◆ **Work required**:
For every line in the records that has the word "words", make a copy.

◆ **Dataset content**:
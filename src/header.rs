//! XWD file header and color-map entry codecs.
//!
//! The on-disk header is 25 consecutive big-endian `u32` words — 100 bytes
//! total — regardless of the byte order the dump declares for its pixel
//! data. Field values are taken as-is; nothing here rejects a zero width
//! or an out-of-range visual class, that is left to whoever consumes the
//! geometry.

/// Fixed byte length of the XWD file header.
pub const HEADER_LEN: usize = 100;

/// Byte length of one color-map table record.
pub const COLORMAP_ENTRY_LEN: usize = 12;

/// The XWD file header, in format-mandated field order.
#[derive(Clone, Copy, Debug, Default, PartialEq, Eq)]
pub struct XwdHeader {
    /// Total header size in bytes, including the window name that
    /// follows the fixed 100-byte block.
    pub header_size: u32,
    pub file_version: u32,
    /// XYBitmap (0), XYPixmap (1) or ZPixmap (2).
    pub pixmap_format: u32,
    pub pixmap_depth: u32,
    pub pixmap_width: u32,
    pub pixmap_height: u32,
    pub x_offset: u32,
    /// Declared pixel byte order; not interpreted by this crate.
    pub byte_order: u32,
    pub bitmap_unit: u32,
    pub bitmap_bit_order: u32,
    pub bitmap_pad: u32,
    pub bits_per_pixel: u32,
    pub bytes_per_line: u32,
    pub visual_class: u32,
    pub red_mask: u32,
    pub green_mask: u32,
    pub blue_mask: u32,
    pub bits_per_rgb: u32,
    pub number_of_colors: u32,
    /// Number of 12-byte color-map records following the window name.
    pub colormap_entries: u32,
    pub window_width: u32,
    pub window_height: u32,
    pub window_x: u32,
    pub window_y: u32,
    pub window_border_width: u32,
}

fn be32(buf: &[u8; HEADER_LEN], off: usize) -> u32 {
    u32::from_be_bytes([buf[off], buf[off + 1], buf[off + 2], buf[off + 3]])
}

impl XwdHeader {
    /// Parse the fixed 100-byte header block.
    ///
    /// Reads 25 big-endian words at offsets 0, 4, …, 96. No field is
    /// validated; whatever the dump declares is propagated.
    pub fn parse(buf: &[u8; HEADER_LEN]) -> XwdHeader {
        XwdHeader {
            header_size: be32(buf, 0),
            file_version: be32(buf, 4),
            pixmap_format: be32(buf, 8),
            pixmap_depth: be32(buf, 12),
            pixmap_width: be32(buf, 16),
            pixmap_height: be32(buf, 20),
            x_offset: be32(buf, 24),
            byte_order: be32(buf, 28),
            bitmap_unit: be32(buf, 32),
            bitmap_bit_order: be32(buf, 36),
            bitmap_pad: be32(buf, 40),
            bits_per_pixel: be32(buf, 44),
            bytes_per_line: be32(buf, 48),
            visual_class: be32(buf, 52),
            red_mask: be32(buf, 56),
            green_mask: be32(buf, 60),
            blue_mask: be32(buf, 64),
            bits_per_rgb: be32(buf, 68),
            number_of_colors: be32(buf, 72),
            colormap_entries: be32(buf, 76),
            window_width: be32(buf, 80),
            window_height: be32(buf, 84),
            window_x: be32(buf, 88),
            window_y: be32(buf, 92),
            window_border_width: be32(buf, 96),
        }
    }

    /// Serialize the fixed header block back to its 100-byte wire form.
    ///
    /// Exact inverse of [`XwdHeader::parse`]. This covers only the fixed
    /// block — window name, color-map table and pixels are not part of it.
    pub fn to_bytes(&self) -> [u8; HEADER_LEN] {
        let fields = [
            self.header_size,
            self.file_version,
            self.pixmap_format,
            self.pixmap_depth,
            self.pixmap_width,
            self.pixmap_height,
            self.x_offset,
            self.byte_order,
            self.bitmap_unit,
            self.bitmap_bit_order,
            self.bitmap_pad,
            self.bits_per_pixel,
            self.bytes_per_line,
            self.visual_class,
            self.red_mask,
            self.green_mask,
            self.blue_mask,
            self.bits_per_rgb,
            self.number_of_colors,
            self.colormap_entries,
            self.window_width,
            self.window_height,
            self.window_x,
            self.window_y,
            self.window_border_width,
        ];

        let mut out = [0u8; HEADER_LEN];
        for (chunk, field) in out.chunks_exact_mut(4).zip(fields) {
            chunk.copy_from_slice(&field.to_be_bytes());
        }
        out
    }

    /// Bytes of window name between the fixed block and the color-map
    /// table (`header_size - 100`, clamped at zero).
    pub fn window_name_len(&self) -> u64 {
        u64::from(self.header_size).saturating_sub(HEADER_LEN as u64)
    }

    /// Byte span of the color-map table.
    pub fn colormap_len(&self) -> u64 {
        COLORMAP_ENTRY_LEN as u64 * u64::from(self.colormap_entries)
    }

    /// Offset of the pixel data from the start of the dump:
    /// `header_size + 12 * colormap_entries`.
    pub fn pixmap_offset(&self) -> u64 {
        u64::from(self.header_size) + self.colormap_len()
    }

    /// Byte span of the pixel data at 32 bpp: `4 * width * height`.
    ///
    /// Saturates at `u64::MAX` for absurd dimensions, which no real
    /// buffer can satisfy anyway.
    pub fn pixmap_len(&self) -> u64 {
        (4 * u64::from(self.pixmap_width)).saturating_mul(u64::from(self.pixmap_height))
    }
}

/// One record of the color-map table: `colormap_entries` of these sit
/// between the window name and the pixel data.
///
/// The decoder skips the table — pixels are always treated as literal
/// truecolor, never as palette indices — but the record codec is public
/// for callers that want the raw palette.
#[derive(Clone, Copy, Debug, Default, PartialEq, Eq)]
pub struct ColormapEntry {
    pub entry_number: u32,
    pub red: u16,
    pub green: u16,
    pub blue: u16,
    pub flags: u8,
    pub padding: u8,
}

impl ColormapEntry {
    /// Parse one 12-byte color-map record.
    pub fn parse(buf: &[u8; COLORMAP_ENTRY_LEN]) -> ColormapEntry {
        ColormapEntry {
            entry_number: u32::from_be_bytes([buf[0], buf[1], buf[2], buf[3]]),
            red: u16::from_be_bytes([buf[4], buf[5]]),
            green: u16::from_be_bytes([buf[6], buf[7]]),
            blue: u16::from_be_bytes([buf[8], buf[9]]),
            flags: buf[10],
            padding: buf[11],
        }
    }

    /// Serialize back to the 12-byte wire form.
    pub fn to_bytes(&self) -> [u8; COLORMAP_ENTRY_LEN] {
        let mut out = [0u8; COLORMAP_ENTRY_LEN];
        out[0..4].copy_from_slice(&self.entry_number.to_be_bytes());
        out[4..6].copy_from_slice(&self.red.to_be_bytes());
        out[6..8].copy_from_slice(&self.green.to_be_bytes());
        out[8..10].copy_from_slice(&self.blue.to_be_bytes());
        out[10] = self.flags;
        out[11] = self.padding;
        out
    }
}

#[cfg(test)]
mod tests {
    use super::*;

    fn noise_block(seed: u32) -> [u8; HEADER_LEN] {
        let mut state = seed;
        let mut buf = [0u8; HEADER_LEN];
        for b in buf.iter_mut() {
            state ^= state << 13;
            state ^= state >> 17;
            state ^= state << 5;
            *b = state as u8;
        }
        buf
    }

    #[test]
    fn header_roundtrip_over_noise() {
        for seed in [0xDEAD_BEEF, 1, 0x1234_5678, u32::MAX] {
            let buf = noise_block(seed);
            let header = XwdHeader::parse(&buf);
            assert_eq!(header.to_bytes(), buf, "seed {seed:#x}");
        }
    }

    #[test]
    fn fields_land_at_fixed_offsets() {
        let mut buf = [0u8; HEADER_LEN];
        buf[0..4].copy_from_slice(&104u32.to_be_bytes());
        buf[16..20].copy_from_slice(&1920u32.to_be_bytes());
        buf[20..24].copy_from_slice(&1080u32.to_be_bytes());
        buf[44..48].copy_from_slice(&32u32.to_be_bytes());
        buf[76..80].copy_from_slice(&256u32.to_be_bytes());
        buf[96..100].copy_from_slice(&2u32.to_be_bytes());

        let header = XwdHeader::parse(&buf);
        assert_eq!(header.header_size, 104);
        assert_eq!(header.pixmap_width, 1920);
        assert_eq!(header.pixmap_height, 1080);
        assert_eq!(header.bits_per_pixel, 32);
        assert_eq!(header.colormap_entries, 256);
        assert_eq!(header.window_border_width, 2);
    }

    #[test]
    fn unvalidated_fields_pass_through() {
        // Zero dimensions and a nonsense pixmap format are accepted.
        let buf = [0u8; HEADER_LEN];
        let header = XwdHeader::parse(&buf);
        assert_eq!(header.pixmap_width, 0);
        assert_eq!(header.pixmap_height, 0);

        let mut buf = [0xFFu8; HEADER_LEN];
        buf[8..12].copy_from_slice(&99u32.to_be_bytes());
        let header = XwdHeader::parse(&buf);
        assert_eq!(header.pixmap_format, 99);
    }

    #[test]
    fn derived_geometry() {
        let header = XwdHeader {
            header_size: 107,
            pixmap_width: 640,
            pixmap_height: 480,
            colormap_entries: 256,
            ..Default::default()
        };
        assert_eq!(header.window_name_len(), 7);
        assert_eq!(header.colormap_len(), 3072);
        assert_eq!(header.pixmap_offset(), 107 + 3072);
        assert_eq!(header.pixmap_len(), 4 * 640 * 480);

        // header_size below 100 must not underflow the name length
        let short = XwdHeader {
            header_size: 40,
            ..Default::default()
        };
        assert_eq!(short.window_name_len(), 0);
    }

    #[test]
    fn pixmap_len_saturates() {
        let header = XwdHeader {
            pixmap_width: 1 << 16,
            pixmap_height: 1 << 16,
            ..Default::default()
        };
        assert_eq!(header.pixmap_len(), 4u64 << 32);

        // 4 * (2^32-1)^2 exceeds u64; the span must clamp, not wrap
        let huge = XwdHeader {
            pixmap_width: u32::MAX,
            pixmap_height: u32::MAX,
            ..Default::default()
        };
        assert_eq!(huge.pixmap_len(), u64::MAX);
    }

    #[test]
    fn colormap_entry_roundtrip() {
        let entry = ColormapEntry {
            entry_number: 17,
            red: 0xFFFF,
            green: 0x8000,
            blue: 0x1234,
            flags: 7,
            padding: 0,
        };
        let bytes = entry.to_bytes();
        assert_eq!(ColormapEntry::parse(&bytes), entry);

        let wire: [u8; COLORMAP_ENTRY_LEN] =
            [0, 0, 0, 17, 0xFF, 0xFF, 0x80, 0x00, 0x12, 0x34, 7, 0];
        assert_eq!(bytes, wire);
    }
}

◆ **Written solution**:
//! The on-disk header is 25 consecutive big-endian `u32` words — 100 bytes
    /// Reads 25 big-endian words at offsets 0, 4, …, 96. No field is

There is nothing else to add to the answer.